The words came hurling at me as I was leaving a store in St. Louis Park with my dementia-cursed mother who still has enough defiance and chutzpah to refuse a cane to assist her labored walking. “Huh? Are you talking to me?” I said as I was blindsided in the vestibule by a raging woman and her friend spewing words of hate toward my mother and me, presumably because I’d suggested to a clerk that the store was being poorly managed during the holiday season.
The words came at me again, and again and again like a stream of angry silver pellets from a BB gun: “Evil cracker, get out of here, evil cracker, go home!” The raging woman lurched toward me as if she wanted to catapult us into the air, out of the store, and onto the gritty sidewalk as if for a moment she had become her favorite superhero.
I didn’t fight. I didn’t freeze. I didn’t fly. Instead, I sought to learn more.
When the woman saw that I wasn’t afraid or capitulating on command, she went for the jugular, sinking her teeth into my clearly ill and weak elderly mother. “Let me see you walk, woman! Walk! Walk! You can’t walk! Girl, help your momma walk!”
That was it — the end of my patience… and the end of the story that I’m going to share here because this story isn’t really about a singular incident at a specific store. This story is about hatred. And hopelessness. And stereotyping. And white privilege. And inequity. And power. It’s a story about our life in America today and what sits at the center of it: humanity.
If you know anything about the Zimbardo Prison Study (aka The Stanford Prison Experiment) and related studies by Milgram and Asch or anything about the history of the world, for that matter, you know that humanity has a dark side. Research indicates that, among other things, we are often vain and overconfident, we are moral hypocrites, we favor ineffective leaders with psychopathic traits, and we view minorities and the vulnerable as less than human. We lie, we cling to bad habits, we bully, we troll, we cheat, and we gossip by spreading stories about others for which we have no proof of truth, simply because they are juicy and tantalizing.
We all have a dark side. Yes, me. And you, too.
I dare you to claim that you have never once known better but done worse. If so, you’re lying. To me… and more importantly, to yourself. It’s the lies we tell ourselves that preclude us from realizing change in our lives and, collectively, from realizing change in our world.
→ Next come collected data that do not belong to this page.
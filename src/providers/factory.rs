//! Provider factory (§4.1): builds and caches provider instances per
//! `(provider, api_key)` pair, same cache key shape as the original
//! `get_provider`/`_hash_key`.

use super::anthropic::AnthropicProvider;
use super::google::GoogleProvider;
use super::openai::OpenAiProvider;
use super::Provider;
use crate::error::PerseptorError;
use dashmap::DashMap;
use sha2::{Digest, Sha256};
use std::sync::Arc;
use std::sync::OnceLock;
use tracing::info;

fn cache() -> &'static DashMap<String, Arc<dyn Provider>> {
    static CACHE: OnceLock<DashMap<String, Arc<dyn Provider>>> = OnceLock::new();
    CACHE.get_or_init(DashMap::new)
}

fn hash_key(api_key: &str) -> String {
    let digest = Sha256::digest(api_key.as_bytes());
    digest.iter().take(8).map(|b| format!("{b:02x}")).collect()
}

/// Returns a cached provider for `(provider_name, api_key)`, constructing one
/// if this is the first time the pair has been seen. `model` only affects
/// construction; it does not retroactively change a cached instance's
/// default model, unlike the Python factory -- callers pass the model
/// explicitly on every `generate` call instead.
pub fn get_provider(
    provider_name: &str,
    api_key: &str,
    model: Option<String>,
) -> Result<Arc<dyn Provider>, PerseptorError> {
    if api_key.is_empty() {
        return Err(PerseptorError::InvalidRequest(format!(
            "API key is required for provider '{provider_name}'"
        )));
    }

    let name = provider_name.to_lowercase();
    let cache_key = format!("{name}:{}", hash_key(api_key));

    if let Some(existing) = cache().get(&cache_key) {
        return Ok(existing.clone());
    }

    let provider: Arc<dyn Provider> = match name.as_str() {
        "openai" => Arc::new(OpenAiProvider::new(api_key, model)),
        "anthropic" => Arc::new(AnthropicProvider::new(api_key, model)),
        "google" => Arc::new(GoogleProvider::new(api_key, model)),
        other => {
            return Err(PerseptorError::InvalidRequest(format!(
                "unsupported provider '{other}'. supported: openai, anthropic, google"
            )))
        }
    };

    cache().insert(cache_key, provider.clone());
    info!(provider = %name, "created new provider instance (cached)");
    Ok(provider)
}

pub fn clear_cache() {
    cache().clear();
}

#[cfg(test)]
mod tests {
    use super::*;

    #[test]
    fn rejects_empty_api_key() {
        let err = get_provider("openai", "", None).unwrap_err();
        assert!(matches!(err, PerseptorError::InvalidRequest(_)));
    }

    #[test]
    fn rejects_unsupported_provider() {
        let err = get_provider("cohere", "sk-test", None).unwrap_err();
        assert!(matches!(err, PerseptorError::InvalidRequest(_)));
    }

    #[test]
    fn returns_same_instance_for_same_key() {
        clear_cache();
        let a = get_provider("openai", "sk-test-factory", None).unwrap();
        let b = get_provider("openai", "sk-test-factory", None).unwrap();
        assert!(Arc::ptr_eq(&a, &b));
    }

    #[test]
    fn hash_key_is_deterministic() {
        assert_eq!(hash_key("abc"), hash_key("abc"));
        assert_ne!(hash_key("abc"), hash_key("xyz"));
    }
}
The sooner we accept this about ourselves, the sooner we’ll be able to create the systemic change we need in our country and in our world today.
So, what exactly is “evil”?
According to Philip Zimbardo, psychologist and professor emeritus at Stanford University…
“We are not born with tendencies toward good or evil but the mental templates to do either.”
In Zimbardo’s words, evil is defined as intentionally behaving or causing others to act in ways that demean, dehumanize, harm, destroy, or kill innocent people — and includes the failure to help those in distress (bystander failures). Or, as Irving Sarnoff, psychology educator, author, and Fulbright scholar stated: “Evil is knowing better but doing worse.”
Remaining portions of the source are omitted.